[WHAT NEEDS TO BE DONE]:
Look through the material and copy each line holding "drop".

_____

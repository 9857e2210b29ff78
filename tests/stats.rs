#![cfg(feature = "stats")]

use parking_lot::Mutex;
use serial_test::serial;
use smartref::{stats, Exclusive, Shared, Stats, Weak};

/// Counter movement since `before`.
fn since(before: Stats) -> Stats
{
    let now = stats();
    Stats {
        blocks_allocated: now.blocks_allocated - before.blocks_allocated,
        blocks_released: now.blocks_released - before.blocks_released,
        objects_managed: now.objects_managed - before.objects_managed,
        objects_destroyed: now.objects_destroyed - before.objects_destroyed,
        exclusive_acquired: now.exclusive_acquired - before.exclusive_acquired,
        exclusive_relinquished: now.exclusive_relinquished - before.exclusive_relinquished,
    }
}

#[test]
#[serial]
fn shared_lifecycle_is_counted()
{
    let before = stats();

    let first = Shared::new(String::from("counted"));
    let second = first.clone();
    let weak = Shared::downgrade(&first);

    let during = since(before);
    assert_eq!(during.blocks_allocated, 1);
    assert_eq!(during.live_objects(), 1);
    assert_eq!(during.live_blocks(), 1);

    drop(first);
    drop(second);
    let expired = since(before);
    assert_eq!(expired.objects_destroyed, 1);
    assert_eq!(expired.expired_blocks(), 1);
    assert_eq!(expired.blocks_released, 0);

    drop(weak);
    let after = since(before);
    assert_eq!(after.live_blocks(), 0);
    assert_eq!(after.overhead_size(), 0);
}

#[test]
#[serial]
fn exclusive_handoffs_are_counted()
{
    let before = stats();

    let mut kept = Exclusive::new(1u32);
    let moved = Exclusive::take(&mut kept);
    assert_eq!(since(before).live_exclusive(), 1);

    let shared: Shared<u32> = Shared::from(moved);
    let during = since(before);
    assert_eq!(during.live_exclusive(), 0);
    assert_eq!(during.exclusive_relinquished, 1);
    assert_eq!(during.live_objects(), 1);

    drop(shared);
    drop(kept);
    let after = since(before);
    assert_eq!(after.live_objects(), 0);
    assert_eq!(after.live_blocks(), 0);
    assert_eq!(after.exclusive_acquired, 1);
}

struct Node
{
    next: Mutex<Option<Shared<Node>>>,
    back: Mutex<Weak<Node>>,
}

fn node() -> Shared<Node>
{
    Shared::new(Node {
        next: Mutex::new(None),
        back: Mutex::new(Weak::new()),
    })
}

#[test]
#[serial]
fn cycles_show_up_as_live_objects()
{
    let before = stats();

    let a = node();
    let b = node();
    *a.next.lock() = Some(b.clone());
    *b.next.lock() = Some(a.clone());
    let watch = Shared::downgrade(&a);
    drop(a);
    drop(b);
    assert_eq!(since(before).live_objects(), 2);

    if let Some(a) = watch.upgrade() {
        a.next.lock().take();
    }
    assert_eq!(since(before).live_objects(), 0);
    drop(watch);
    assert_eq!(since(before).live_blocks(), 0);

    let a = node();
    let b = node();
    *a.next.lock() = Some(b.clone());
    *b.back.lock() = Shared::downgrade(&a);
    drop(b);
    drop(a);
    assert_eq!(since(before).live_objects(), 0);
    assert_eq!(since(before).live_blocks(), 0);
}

_____

[EXERCISE OUTPUT]:
    drop(first);
    drop(second);
    drop(weak);
    drop(shared);
    drop(kept);
    drop(a);
    drop(b);
    drop(watch);
    drop(b);
    drop(a);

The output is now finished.